State the number of lines in the following data that contain the string "derive", and nothing else.

....

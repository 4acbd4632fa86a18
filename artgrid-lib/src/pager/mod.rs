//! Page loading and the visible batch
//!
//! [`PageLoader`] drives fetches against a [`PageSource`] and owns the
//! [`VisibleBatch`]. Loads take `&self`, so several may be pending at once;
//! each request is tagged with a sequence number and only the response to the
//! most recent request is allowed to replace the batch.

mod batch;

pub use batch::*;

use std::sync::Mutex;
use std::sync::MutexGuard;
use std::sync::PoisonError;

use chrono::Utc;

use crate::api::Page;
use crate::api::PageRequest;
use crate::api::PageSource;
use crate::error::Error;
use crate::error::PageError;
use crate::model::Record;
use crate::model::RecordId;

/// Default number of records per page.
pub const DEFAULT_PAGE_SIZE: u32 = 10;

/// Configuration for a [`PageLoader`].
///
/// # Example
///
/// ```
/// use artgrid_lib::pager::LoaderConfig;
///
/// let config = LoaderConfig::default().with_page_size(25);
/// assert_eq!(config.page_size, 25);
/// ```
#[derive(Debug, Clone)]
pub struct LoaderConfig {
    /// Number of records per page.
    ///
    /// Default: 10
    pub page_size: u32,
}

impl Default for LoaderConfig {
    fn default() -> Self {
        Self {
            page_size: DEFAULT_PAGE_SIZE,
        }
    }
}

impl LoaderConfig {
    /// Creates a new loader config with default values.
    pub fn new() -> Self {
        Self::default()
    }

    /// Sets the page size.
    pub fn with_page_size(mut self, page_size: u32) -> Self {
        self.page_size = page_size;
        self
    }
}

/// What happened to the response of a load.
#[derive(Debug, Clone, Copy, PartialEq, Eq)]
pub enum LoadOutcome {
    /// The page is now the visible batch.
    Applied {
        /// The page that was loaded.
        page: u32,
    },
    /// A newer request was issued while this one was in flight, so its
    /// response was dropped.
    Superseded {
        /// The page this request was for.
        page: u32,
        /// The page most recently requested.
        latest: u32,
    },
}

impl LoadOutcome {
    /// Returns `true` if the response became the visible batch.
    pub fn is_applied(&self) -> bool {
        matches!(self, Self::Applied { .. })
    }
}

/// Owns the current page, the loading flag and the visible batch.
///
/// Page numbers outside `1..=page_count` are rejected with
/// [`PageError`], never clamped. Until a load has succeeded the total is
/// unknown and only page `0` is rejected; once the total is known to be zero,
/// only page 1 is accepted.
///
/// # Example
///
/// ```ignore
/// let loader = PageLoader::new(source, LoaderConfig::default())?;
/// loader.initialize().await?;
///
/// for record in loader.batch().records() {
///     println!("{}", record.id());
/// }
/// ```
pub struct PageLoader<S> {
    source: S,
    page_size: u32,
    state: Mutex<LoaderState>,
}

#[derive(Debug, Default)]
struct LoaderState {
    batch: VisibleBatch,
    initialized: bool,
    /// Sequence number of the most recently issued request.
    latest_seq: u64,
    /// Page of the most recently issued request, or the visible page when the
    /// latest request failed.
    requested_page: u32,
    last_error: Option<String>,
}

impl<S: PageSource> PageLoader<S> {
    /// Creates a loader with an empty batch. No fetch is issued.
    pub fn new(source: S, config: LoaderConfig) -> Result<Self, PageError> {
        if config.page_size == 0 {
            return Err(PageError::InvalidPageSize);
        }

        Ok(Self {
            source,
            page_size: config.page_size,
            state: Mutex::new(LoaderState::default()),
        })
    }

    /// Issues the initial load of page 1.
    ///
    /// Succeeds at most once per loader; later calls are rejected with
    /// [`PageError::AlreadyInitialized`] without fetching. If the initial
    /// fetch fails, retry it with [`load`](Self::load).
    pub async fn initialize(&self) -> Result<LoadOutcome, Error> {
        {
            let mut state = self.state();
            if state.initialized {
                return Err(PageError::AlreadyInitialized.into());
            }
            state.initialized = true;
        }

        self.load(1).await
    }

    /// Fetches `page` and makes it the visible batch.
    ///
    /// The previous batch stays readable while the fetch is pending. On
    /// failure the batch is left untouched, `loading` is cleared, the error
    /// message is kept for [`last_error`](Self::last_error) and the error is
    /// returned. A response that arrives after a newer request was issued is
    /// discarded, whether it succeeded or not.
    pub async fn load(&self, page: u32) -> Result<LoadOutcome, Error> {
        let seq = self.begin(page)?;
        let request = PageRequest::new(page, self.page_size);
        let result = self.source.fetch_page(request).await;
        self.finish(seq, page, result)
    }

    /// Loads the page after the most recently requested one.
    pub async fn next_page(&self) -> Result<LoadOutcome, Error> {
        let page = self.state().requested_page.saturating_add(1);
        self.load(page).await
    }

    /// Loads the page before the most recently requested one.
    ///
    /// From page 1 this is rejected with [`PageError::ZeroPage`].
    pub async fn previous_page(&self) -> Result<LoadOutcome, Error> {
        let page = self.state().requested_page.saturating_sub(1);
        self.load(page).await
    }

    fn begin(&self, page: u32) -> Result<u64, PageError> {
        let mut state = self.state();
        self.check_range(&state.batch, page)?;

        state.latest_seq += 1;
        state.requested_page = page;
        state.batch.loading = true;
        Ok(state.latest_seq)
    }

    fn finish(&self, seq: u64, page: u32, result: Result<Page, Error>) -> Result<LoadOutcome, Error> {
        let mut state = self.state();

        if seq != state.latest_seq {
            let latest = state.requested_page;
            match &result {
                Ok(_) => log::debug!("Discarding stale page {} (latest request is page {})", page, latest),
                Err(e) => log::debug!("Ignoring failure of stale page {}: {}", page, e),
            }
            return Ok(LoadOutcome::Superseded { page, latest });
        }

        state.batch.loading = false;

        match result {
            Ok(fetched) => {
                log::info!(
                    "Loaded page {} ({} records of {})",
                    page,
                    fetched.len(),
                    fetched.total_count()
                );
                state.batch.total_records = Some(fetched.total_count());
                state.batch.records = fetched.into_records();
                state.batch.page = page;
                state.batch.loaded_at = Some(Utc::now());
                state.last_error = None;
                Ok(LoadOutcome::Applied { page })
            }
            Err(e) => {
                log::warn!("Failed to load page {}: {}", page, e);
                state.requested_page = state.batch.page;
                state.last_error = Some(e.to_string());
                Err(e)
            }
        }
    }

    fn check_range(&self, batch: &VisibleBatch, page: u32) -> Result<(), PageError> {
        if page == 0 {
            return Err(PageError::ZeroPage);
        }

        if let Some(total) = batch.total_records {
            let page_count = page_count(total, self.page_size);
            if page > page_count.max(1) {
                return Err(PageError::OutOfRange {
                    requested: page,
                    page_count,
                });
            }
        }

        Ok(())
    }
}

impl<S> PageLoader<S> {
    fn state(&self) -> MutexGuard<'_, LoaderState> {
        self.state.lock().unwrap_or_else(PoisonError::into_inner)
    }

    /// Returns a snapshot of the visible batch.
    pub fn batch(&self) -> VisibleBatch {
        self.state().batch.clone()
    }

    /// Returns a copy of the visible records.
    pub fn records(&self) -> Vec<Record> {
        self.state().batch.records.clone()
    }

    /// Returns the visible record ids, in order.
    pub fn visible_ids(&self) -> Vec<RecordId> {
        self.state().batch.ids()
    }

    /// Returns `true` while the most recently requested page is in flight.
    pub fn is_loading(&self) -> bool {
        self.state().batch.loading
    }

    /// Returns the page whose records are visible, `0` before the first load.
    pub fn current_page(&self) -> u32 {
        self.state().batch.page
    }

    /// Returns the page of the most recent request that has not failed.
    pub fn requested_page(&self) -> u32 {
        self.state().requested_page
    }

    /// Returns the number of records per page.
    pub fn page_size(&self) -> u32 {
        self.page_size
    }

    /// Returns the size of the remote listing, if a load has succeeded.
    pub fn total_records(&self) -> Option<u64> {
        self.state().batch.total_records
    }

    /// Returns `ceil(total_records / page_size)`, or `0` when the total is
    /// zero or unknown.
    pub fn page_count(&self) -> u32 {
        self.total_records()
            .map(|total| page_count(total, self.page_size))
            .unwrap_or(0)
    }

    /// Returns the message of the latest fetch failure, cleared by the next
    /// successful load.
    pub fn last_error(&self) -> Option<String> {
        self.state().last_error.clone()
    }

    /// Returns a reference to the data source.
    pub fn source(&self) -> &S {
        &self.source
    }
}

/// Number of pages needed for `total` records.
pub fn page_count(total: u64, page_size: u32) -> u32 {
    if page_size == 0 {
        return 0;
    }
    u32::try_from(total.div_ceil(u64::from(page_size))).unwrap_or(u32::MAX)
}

....

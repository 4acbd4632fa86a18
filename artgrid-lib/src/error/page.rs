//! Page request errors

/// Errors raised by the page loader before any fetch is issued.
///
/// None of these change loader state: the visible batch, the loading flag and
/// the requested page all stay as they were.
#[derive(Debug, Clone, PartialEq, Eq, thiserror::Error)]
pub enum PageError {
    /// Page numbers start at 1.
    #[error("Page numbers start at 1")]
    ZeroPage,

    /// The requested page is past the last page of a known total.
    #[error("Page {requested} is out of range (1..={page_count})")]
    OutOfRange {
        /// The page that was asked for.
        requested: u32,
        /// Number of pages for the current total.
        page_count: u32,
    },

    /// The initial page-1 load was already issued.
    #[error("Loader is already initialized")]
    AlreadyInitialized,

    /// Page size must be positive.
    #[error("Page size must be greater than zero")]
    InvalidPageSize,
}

....

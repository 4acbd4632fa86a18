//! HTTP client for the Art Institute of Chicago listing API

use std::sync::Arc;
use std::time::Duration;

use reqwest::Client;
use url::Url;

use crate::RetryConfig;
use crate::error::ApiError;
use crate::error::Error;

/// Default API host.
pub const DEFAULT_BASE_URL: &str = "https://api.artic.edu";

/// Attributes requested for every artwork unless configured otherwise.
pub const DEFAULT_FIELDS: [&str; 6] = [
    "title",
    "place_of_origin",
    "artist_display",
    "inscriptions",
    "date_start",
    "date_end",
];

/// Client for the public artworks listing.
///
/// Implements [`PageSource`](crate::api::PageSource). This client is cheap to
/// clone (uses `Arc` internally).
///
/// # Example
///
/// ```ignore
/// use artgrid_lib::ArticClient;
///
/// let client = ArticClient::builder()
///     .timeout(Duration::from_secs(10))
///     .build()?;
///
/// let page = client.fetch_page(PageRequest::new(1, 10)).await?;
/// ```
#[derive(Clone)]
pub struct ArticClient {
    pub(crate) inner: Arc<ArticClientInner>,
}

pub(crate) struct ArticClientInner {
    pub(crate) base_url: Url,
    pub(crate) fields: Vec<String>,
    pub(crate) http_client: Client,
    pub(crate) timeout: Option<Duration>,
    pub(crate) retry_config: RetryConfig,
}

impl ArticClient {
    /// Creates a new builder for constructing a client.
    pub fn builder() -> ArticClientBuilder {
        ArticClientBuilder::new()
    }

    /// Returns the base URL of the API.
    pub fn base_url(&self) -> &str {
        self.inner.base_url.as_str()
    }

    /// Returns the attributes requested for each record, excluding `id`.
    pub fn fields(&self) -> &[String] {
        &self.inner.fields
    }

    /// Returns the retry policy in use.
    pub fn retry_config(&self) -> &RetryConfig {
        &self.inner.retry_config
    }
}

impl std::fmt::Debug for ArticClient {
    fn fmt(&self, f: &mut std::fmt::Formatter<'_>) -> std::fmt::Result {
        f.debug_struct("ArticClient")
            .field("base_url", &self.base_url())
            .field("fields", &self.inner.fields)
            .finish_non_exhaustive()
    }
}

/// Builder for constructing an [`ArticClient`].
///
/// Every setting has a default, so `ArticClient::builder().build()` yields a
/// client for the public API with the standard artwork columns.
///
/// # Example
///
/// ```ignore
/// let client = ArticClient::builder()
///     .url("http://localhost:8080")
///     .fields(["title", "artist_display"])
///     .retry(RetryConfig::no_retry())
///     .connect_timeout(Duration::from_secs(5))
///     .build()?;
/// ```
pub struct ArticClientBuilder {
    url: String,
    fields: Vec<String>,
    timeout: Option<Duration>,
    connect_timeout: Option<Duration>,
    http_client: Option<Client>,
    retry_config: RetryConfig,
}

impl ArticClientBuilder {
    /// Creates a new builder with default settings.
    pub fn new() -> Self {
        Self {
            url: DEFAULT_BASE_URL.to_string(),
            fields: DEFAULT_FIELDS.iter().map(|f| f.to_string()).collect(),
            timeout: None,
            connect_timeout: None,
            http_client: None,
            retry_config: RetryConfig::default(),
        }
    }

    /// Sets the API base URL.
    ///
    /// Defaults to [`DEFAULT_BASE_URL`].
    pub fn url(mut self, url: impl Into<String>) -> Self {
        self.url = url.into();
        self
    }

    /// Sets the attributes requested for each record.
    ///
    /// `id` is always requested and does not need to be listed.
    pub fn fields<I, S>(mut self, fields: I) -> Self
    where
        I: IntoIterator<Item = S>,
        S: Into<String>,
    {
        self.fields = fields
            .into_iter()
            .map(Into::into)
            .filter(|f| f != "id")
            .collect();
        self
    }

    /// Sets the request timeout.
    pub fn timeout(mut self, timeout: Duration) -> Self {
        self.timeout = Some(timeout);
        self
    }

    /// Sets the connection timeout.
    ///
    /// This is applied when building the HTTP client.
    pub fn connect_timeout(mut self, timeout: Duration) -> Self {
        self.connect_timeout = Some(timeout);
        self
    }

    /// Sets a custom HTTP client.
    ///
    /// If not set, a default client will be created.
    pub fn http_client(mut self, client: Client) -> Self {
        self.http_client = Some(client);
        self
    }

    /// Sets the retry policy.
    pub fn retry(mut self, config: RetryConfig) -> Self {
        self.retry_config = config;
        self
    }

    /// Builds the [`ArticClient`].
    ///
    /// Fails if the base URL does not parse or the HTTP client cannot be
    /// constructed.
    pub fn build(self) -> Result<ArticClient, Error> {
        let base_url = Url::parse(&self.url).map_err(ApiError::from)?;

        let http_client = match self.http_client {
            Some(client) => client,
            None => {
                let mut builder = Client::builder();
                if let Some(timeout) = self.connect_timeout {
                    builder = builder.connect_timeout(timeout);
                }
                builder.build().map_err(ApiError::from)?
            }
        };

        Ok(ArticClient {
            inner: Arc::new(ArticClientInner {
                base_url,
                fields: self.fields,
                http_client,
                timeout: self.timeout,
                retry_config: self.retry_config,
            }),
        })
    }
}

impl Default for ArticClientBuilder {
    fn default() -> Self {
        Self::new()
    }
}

....

* **ANSWER FOR THIS EXERCISE**
5